▶ Source material:
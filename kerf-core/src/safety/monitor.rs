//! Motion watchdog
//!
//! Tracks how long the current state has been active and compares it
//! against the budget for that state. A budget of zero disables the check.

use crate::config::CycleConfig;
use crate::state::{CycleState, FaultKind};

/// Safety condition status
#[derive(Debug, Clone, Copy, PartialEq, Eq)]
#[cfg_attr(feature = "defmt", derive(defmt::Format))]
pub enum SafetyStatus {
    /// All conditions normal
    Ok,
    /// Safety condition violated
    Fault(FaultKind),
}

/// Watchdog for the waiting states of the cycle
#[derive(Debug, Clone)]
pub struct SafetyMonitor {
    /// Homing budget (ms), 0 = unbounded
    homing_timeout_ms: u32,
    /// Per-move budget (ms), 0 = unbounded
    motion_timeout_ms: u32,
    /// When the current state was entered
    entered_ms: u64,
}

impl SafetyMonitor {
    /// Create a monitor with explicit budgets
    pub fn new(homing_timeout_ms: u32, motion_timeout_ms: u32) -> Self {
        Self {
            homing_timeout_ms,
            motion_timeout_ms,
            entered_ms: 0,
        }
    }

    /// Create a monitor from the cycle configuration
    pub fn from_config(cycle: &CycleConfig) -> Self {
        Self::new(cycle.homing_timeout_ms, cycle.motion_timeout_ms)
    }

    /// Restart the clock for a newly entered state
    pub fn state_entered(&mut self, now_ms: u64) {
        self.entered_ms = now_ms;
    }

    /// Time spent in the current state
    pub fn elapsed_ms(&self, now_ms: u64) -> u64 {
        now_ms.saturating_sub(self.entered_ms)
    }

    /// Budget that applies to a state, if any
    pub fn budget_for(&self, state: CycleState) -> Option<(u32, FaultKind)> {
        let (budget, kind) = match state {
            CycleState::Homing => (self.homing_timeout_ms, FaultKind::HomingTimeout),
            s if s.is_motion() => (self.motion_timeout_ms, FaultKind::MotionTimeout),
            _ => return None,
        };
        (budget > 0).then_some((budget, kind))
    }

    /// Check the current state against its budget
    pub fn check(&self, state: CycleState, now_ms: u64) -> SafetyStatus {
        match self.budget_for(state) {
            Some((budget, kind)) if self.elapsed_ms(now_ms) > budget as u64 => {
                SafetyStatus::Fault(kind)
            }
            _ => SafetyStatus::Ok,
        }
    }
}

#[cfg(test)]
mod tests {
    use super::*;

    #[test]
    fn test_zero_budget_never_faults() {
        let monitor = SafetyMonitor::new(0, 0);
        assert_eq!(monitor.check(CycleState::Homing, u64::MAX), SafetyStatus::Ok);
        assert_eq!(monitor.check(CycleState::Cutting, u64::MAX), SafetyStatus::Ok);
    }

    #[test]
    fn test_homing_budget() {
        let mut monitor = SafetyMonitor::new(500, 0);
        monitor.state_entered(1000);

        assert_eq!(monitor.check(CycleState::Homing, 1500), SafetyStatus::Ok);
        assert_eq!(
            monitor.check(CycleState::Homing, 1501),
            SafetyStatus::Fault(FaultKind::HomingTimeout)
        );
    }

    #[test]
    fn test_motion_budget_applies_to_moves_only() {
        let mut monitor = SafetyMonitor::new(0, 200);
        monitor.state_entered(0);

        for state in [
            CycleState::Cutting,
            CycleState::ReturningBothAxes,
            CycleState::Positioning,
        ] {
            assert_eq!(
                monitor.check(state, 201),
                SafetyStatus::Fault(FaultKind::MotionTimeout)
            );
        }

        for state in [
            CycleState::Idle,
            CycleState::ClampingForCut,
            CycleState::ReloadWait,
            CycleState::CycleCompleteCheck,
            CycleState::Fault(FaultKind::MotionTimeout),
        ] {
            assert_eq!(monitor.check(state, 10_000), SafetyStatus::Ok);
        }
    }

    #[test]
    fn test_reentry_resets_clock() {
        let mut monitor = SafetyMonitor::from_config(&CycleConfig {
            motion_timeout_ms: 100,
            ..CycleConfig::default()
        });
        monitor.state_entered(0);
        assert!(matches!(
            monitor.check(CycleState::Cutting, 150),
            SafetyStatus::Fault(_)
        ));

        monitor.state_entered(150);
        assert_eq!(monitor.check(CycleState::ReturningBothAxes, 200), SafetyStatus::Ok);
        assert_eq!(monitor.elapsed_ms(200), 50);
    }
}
--
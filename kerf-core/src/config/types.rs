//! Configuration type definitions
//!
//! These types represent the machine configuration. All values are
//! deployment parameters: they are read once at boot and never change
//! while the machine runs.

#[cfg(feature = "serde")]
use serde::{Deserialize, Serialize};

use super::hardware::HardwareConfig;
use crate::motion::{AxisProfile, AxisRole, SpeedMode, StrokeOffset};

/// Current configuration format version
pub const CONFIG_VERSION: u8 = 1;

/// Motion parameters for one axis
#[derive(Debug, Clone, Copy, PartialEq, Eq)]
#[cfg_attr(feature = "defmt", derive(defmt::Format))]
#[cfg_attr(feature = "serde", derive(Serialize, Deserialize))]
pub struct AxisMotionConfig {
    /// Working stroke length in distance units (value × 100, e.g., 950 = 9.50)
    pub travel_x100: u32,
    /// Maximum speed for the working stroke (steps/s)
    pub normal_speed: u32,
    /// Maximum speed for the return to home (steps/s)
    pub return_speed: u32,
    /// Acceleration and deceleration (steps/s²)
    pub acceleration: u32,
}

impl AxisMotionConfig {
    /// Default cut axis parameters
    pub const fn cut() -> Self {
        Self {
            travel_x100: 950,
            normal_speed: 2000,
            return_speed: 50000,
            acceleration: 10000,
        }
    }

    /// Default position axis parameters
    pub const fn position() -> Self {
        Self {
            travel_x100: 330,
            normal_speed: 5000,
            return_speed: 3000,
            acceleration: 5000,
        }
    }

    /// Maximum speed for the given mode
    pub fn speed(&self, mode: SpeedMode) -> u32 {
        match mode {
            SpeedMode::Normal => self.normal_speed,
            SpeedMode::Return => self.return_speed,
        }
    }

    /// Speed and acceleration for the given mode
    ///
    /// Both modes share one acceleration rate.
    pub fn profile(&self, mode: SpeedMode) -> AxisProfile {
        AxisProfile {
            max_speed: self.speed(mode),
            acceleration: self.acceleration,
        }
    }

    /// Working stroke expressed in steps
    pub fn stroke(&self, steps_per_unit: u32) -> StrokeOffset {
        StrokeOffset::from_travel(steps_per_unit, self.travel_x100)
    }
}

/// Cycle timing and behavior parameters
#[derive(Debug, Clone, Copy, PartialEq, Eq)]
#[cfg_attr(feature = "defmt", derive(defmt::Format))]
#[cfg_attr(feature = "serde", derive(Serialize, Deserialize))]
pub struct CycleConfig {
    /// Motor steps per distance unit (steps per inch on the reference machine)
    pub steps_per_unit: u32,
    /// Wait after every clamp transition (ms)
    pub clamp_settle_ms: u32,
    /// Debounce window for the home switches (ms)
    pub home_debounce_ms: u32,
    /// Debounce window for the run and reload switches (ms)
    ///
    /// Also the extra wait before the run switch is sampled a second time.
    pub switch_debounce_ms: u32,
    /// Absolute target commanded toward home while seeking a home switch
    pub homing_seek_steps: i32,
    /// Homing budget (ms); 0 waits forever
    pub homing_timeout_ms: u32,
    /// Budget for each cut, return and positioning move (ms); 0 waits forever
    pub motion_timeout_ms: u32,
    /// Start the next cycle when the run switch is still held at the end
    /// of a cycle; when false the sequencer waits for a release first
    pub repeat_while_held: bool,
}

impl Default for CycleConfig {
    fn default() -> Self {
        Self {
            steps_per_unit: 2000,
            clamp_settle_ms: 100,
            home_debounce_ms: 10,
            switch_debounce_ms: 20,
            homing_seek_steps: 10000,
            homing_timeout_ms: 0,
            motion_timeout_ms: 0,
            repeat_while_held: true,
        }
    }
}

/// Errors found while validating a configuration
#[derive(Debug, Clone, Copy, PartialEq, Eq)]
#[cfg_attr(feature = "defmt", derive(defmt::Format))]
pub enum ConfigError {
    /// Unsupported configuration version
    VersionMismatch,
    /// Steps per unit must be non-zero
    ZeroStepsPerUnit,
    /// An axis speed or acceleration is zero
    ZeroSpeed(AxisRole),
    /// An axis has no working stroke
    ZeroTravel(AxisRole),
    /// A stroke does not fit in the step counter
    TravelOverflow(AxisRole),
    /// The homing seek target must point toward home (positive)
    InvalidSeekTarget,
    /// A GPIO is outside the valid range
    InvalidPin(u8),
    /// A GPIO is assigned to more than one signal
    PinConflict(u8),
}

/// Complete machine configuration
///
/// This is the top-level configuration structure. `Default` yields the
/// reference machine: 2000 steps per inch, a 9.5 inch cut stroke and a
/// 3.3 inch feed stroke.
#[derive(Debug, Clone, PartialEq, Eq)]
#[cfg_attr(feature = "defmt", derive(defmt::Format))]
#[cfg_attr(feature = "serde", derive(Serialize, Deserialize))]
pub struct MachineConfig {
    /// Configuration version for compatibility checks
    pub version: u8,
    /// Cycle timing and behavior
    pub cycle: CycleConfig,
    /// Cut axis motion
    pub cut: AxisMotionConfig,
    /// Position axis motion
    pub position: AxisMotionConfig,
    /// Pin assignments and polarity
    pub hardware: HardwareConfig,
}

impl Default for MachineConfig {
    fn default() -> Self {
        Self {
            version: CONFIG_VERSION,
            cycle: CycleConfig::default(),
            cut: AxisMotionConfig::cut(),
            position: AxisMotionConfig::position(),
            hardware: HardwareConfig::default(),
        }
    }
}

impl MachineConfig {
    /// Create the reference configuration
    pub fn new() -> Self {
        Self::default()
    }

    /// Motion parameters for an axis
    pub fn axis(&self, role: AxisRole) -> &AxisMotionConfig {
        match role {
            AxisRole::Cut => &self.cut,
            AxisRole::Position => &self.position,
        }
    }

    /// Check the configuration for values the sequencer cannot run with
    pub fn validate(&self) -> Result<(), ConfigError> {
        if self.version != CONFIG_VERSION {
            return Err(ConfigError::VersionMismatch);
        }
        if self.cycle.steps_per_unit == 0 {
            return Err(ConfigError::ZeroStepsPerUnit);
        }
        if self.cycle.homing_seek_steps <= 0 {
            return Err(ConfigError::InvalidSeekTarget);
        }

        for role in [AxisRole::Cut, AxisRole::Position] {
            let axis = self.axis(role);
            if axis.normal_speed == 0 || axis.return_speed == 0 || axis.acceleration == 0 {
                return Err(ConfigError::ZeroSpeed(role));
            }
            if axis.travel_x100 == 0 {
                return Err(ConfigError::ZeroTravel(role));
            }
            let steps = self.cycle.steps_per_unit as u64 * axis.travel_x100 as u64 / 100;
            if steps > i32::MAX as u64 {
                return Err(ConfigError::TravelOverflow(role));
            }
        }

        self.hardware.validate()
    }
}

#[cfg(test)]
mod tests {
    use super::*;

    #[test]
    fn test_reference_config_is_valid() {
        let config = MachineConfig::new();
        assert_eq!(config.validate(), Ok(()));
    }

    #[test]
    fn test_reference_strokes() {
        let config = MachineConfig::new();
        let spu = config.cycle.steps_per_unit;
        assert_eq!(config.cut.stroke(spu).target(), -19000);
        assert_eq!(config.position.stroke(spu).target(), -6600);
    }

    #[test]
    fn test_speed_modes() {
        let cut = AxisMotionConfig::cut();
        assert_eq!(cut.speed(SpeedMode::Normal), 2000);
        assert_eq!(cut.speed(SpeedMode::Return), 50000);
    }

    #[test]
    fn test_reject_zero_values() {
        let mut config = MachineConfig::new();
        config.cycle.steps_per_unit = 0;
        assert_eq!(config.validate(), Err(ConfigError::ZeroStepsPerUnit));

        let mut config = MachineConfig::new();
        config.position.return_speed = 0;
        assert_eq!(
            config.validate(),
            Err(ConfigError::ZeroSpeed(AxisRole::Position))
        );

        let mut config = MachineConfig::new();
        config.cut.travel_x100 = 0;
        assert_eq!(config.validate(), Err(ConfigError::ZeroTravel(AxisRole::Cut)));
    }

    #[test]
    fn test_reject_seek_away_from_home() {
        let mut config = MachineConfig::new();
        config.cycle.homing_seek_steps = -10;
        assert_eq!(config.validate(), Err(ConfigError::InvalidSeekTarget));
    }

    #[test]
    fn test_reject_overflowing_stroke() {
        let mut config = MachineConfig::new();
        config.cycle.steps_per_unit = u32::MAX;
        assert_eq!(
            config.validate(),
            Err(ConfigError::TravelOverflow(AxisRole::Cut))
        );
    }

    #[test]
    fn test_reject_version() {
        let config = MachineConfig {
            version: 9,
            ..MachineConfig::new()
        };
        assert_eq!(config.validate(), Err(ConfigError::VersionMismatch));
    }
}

▶ Description of the task: If a line of the entries contains "MotionTimeout", it counts; say how many such lines there are and give only the number.

▶ Solution for this task: 3